//! Error types and handling for the MCP server.
//!
//! Errors raised while building the server. Per-call failures never reach
//! this type: they become tool results or MCP errors.

use thiserror::Error;

/// A specialized Result type for MCP server operations.
pub type Result<T> = std::result::Result<T, Error>;

/// Unified error type for the MCP server.
#[derive(Debug, Error)]
pub enum Error {
    /// Error talking to (or setting up access to) the routing engine.
    #[error("Routing engine error: {0}")]
    Osrm(#[from] super::osrm::OsrmError),

    /// Configuration-related errors.
    #[error("Configuration error: {0}")]
    Config(String),
}

impl Error {
    /// Create a new configuration error.
    pub fn config(msg: impl Into<String>) -> Self {
        Self::Config(msg.into())
    }
}
//! Tool-specific error types.

use rmcp::ErrorData as McpError;
use thiserror::Error;

/// Errors raised before a tool call reaches the routing engine.
///
/// Upstream failures are not `ToolError`s: they are reported to the caller
/// as `Error: ...` tool results.
#[derive(Debug, Error)]
pub enum ToolError {
    /// The requested tool is not in the catalog.
    #[error("Tool not found: {0}")]
    NotFound(String),

    /// The arguments do not match the tool's schema.
    #[error("Invalid arguments: {0}")]
    InvalidArguments(String),
}

impl ToolError {
    /// Create a new "not found" error.
    pub fn not_found(name: impl Into<String>) -> Self {
        Self::NotFound(name.into())
    }

    /// Create a new "invalid arguments" error.
    pub fn invalid_arguments(msg: impl Into<String>) -> Self {
        Self::InvalidArguments(msg.into())
    }
}

impl From<ToolError> for McpError {
    fn from(err: ToolError) -> Self {
        McpError::invalid_params(err.to_string(), None)
    }
}
//! Tool Registry - the tool catalog and dispatch by name.
//!
//! This module provides:
//! - The list of available tools and their schemas
//! - Name-based dispatch for transports that do not go through rmcp's router

use std::sync::Arc;

use rmcp::model::Tool;

use super::definitions::{NearestTool, RouteTool, TableTool};
use super::dispatcher::{OsrmDispatcher, OsrmOperation};

/// Tool registry - manages all available tools.
pub struct ToolRegistry {
    dispatcher: Arc<OsrmDispatcher>,
}

impl ToolRegistry {
    /// Create a new tool registry.
    pub fn new(dispatcher: Arc<OsrmDispatcher>) -> Self {
        Self { dispatcher }
    }

    /// Get all tool names.
    pub fn tool_names(&self) -> Vec<&'static str> {
        OsrmOperation::NAMES.to_vec()
    }

    /// Get all tools as Tool models (metadata).
    ///
    /// This is the single source of truth for all available tools: every
    /// transport answers `tools/list` from it, in this order.
    pub fn get_all_tools() -> Vec<Tool> {
        vec![
            RouteTool::to_tool(),
            NearestTool::to_tool(),
            TableTool::to_tool(),
        ]
    }

    /// Dispatch a tool call by name.
    ///
    /// Returns the MCP `tools/call` result object. `Err` is reserved for
    /// arguments rejected by the catalog; unknown names and upstream failures
    /// come back as error results.
    pub async fn call_tool(
        &self,
        name: &str,
        arguments: serde_json::Value,
    ) -> Result<serde_json::Value, String> {
        let result = self
            .dispatcher
            .call(name, arguments)
            .await
            .map_err(|e| e.to_string())?;

        Ok(serde_json::json!({
            "content": result.content,
            "isError": result.is_error.unwrap_or(false)
        }))
    }
}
——
Aim of the exercise: Copy out each line carrying the string "TableTool" from the data.

Result of this exercise:
use super::definitions::{NearestTool, RouteTool, TableTool};
            TableTool::to_tool(),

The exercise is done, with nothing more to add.